Quel est ce buste en terre cuite, datant de 2013, qui orne la couverture du dernier recueil de Hélène Sanguinetti et qu'elle a nommé Poïena ?
Avec Jadis, Poïena, sous-titré une poème, qui paraît cet hiver aux éditions Flammarion, Hélène Sanguinetti nous offre une possible réponse lumineuse en forme d'ex-voto à la mémoire de cette figure de sa mythologie intime. Cette poème, donc, Poïena, est accompagnée de deux autres figures féminines, parties plus autobiographiques encore : fille de, dans un premier temps, forme deux ensembles de poèmes, sortes de petits cubes gelés de mémoire en écriture justifiée. Puis, enfin, à la demande d'Yves di Manno, le recueil est complété par Fille de Jeanne-Félicie, premier texte de l'auteure, écrit en 1986, qui nous offre ici un magnifique contrepoint à la figure déjà sous-jacente de Poïena.
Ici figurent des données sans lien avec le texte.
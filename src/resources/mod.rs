use crate::config::range_types::*;
use crate::game_logic::errors::{MazeError, MazeResult};
use crate::maze::ConstructionSettings;
use bevy::prelude::*;
use rand::{Rng, SeedableRng};
use rand_pcg::Pcg64;
use serde::{Deserialize, Serialize};
use validator::Validate;

/// Random source for carving and marker placement. Seeded from config or at random.
#[derive(Resource)]
pub struct MazeRng(pub Pcg64);

impl MazeRng {
    pub fn from_seed(seed: Option<u64>) -> Self {
        let seed = seed.unwrap_or_else(rand::random);
        info!("Maze seed: {seed}");
        Self(Pcg64::seed_from_u64(seed))
    }
}

#[derive(Resource, Serialize, Deserialize, Clone, Debug, Default)]
#[serde(default)]
// NOTE: When adding new fields, give them a default so older config files keep loading
pub struct GameConfig {
    pub maze: MazeSettings,
    pub session: SessionSettings,
    pub player: PlayerSettings,
    pub ui: UiSettings,
}

#[derive(Serialize, Deserialize, Clone, Debug, Validate)]
#[serde(default)]
pub struct MazeSettings {
    // Each new maze picks rows and cols uniformly from these inclusive ranges
    #[validate(range(min = 3, max = 101))]
    pub min_rows: usize,
    #[validate(range(min = 3, max = 101))]
    pub max_rows: usize,
    #[validate(range(min = 3, max = 101))]
    pub min_cols: usize,
    #[validate(range(min = 3, max = 101))]
    pub max_cols: usize,

    pub cell_pitch: CellPitch,
    pub wall_height: WallHeight,
    pub seed: Option<u64>,
    pub place_start_trigger: bool,
}

impl Default for MazeSettings {
    fn default() -> Self {
        Self {
            min_rows: 11,
            max_rows: 30,
            min_cols: 11,
            max_cols: 30,
            cell_pitch: CellPitch::default(),
            wall_height: WallHeight::default(),
            seed: None,
            place_start_trigger: false,
        }
    }
}

impl MazeSettings {
    pub fn construction_settings(&self) -> ConstructionSettings {
        ConstructionSettings {
            cell_pitch: self.cell_pitch.get(),
            wall_height: self.wall_height.get(),
            place_start_trigger: self.place_start_trigger,
        }
    }

    /// Requested (rows, cols) for the next maze, before odd normalization.
    pub fn random_dimensions<R: Rng + ?Sized>(&self, rng: &mut R) -> (usize, usize) {
        (
            rng.gen_range(self.min_rows..=self.max_rows),
            rng.gen_range(self.min_cols..=self.max_cols),
        )
    }
}

#[derive(Serialize, Deserialize, Clone, Debug, Default)]
#[serde(default)]
pub struct SessionSettings {
    pub regenerate_delay: RegenerateDelay,
}

#[derive(Serialize, Deserialize, Clone, Debug)]
#[serde(default)]
pub struct PlayerSettings {
    pub move_speed: MovementSpeed,
    pub mouse_sensitivity: MouseSensitivity,
    pub spawn_height: f32,
}

impl Default for PlayerSettings {
    fn default() -> Self {
        Self {
            move_speed: MovementSpeed::default(),
            mouse_sensitivity: MouseSensitivity::default(),
            spawn_height: 1.0,
        }
    }
}

#[derive(Serialize, Deserialize, Clone, Debug)]
#[serde(default)]
pub struct UiSettings {
    pub window_width: f32,
    pub window_height: f32,
    pub hud_font_size: f32,
    pub show_debug: bool,
}

impl Default for UiSettings {
    fn default() -> Self {
        Self {
            window_width: 1280.0,
            window_height: 720.0,
            hud_font_size: 28.0,
            show_debug: false,
        }
    }
}

impl GameConfig {
    /// Range checks plus the min <= max relations validator cannot express per field.
    pub fn check(&self) -> MazeResult<()> {
        self.maze.validate().map_err(|validation_errors| {
            let error_details = validation_errors
                .field_errors()
                .iter()
                .map(|(field, errors)| {
                    let error_msgs: Vec<String> = errors.iter().map(|e| e.to_string()).collect();
                    format!("{field}: {}", error_msgs.join(", "))
                })
                .collect::<Vec<String>>()
                .join("; ");

            MazeError::InvalidConfig {
                reason: format!("maze settings: {error_details}"),
            }
        })?;

        if self.maze.min_rows > self.maze.max_rows {
            return Err(MazeError::InvalidConfig {
                reason: format!(
                    "min_rows ({}) exceeds max_rows ({})",
                    self.maze.min_rows, self.maze.max_rows
                ),
            });
        }
        if self.maze.min_cols > self.maze.max_cols {
            return Err(MazeError::InvalidConfig {
                reason: format!(
                    "min_cols ({}) exceeds max_cols ({})",
                    self.maze.min_cols, self.maze.max_cols
                ),
            });
        }

        // Unclamped floats; the range newtypes already handle their own
        let plain_floats = [
            ("player.spawn_height", self.player.spawn_height, false),
            ("ui.hud_font_size", self.ui.hud_font_size, true),
            ("ui.window_width", self.ui.window_width, true),
            ("ui.window_height", self.ui.window_height, true),
        ];
        for (field, value, must_be_positive) in plain_floats {
            if !value.is_finite() || (must_be_positive && value <= 0.0) {
                return Err(MazeError::InvalidConfig {
                    reason: format!("{field} is out of range: {value}"),
                });
            }
        }
        Ok(())
    }
}

#[cfg(test)]
mod tests {
    use super::*;

    #[test]
    fn test_default_config_is_valid() {
        assert!(GameConfig::default().check().is_ok());
    }

    #[test]
    fn test_non_finite_plain_floats_rejected() {
        let mut config = GameConfig::default();
        config.player.spawn_height = f32::NAN;
        assert!(matches!(
            config.check(),
            Err(MazeError::InvalidConfig { .. })
        ));

        let mut config = GameConfig::default();
        config.ui.hud_font_size = 0.0;
        assert!(config.check().is_err());
    }

    #[test]
    fn test_random_dimensions_stay_in_range() {
        let settings = MazeSettings::default();
        let mut rng = Pcg64::seed_from_u64(10);
        for _ in 0..200 {
            let (rows, cols) = settings.random_dimensions(&mut rng);
            assert!((11..=30).contains(&rows));
            assert!((11..=30).contains(&cols));
        }
    }

    #[test]
    fn test_construction_settings_follow_config() {
        let mut settings = MazeSettings::default();
        settings.cell_pitch = CellPitch::new(2.0);
        settings.place_start_trigger = true;

        let construction = settings.construction_settings();
        assert_eq!(construction.cell_pitch, 2.0);
        assert_eq!(construction.wall_height, 3.5);
        assert!(construction.place_start_trigger);
    }

    #[test]
    fn test_seeded_rng_is_reproducible() {
        let mut a = MazeRng::from_seed(Some(5));
        let mut b = MazeRng::from_seed(Some(5));
        let draw = |rng: &mut MazeRng| rng.0.gen_range(0..1_000_000u32);
        assert_eq!(draw(&mut a), draw(&mut b));
    }
}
Trois figures féminines qui sont comme trois reflets diffractés, séparés par quarante années d'écriture. On entend à distance dans l'entremêlement des souvenirs, des voix et des temporalités, la polyphonie des intentions familiales et des exigences de la filiation. Les lieux du passé, les mots des mères, pères et frères semblent toujours tirailler la poète en des horizons divers, bien que tenus par un même paysage : celui de la Méditerranée, Marseille, et au bout du chemin, l'île Maïre. Tout alors aurait pu en rester là, enfoui, si ce n'est cette intention première, cette ambition créatrice, ce Poiën. Hélène Sanguinetti y ajoute donc un -a marqueur du féminin, comme le -e de poème, dit-elle à la première page, est le souvenir d'un -a féminin de jadis, dont Poïena, oubliée de tous ou presque, est la figure que la poète fait revivre dans sa chair et ses souvenirs intimes.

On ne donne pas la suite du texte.